To get the ball roliing:
Goerz Taro Tenax Unboxing
This came to light during a loft clean-out earlier in the year:
Open it up and the contents are revealed as a few flat things and a black brick:
The brick is unusual as it has some "shutters" and a window:
Standing it up and pressing the right button reveals all:
It's a Taro Tenax, made just under a hundred years ago by C. P. Goerz. There's a brief history of the company here
at Wikipedia while the camera is described more fully here
at Camerapedia. Looking at the catalogues at Sylvain Halgand's Goerz Taro Tenax 9 x 12 mod. II
page I'm guessing that my camera dates back at least to 1913.
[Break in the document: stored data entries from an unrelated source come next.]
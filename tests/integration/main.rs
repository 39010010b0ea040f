//! snappr integration test harness.
//!
//! Every test builds a whole simulation (endpoints, NICs, fixed-latency
//! wire) and drives it through the public `Simulation` API only:
//!
//!   cargo test --test integration
//!
//! Times below are in picoseconds. Unless a test says otherwise the NIC
//! injects at 10 ps/byte in 1500-byte packets.

use std::rc::Rc;

use snappr_core::config::{ProtocolKind, SimConfig};
use snappr_core::{NodeId, Port};
use snappr_sim::{RecvSpec, Simulation};
use snappr_transport::{Contiguous, SendArgs};

mod credits;
mod failures;
mod stats;
mod transfers;

// ── Harness ───────────────────────────────────────────────────────────────────

/// Two endpoints, unlimited credit, implicit credit return.
pub fn config(protocol: ProtocolKind, latency_ps: u64) -> SimConfig {
    let mut config = SimConfig::default();
    config.workload.endpoints = 2;
    config.fabric.latency_ps = latency_ps;
    config.transport.protocol = protocol;
    config
}

pub fn sim(config: &SimConfig) -> Simulation {
    Simulation::from_config(config).expect("config should be valid")
}

/// `bytes` bytes from node 0 to node 1 with tag `tag`, no real data.
pub fn send_args(bytes: u32, tag: i32) -> SendArgs {
    SendArgs {
        src: NodeId(0),
        dst: NodeId(1),
        src_rank: 0,
        dst_rank: 1,
        tag,
        comm: 0,
        seq: tag as u32,
        count: bytes,
        datatype: Rc::new(Contiguous::BYTE),
        buffer: None,
        port: Port(0),
    }
}

/// Byte receive at node 1 for anything from rank 0 with `tag`.
pub fn recv_spec(count: u32, tag: i32) -> RecvSpec {
    RecvSpec {
        comm: 0,
        source: Some(0),
        tag: Some(tag),
        count,
        datatype: Rc::new(Contiguous::BYTE),
    }
}

pub fn ps(ps: u64) -> snappr_core::Timestamp {
    snappr_core::Timestamp::from_ps(ps)
}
I was given it by a generous neighbour back in the sixties to allow me to do some astrophotography, probably because the shutter mechanism was already missing though I have no memory now of whether I ever possessed it. With all the certainty of a young teenager I knew that because the professionals used glass plates in their cameras that by doing the same I'd take stunning photos. Of course I know better now and while I had a self-built 6" Newtonian reflecting telescope I could never afford an equatorial mounting for it and my metalworking skills were never the equal of the task of making my own. But I had some fun even if my one and only remaining shot of the moon was pretty awful. But heck, it was a simpler age, I was very young and I had great fun taking it.
I scanned the plate and then did a bit of Photoshopping. As I remarked it's pretty awful but I do wonder what my younger self would have thought had he known the power of the technologies we can now bring to bear in the digital darkroom. To put it in context, this was a time when silicon transistors were just beginning to take over from germanium and the phrase "home computer" was an oxymoron.
Just for fun I took the lens off my 5D Mark II and lined it up behind the Taro Tenax (plate holder removed). Lots of light leakage and the optical axes were certainly not correctly lined up but just being able to place a modern digital sensor behind a camera dating back to before the first World War and grab an image made me happy all over again, even if the results aren't much, if any, of an improvement over that moon shot taken more than forty years ago.
As you can imagine, these were just quick shots from within the house as I hate having an unprotected digital sensor free to attract any dust particles it fancies. That last one is a 100% crop.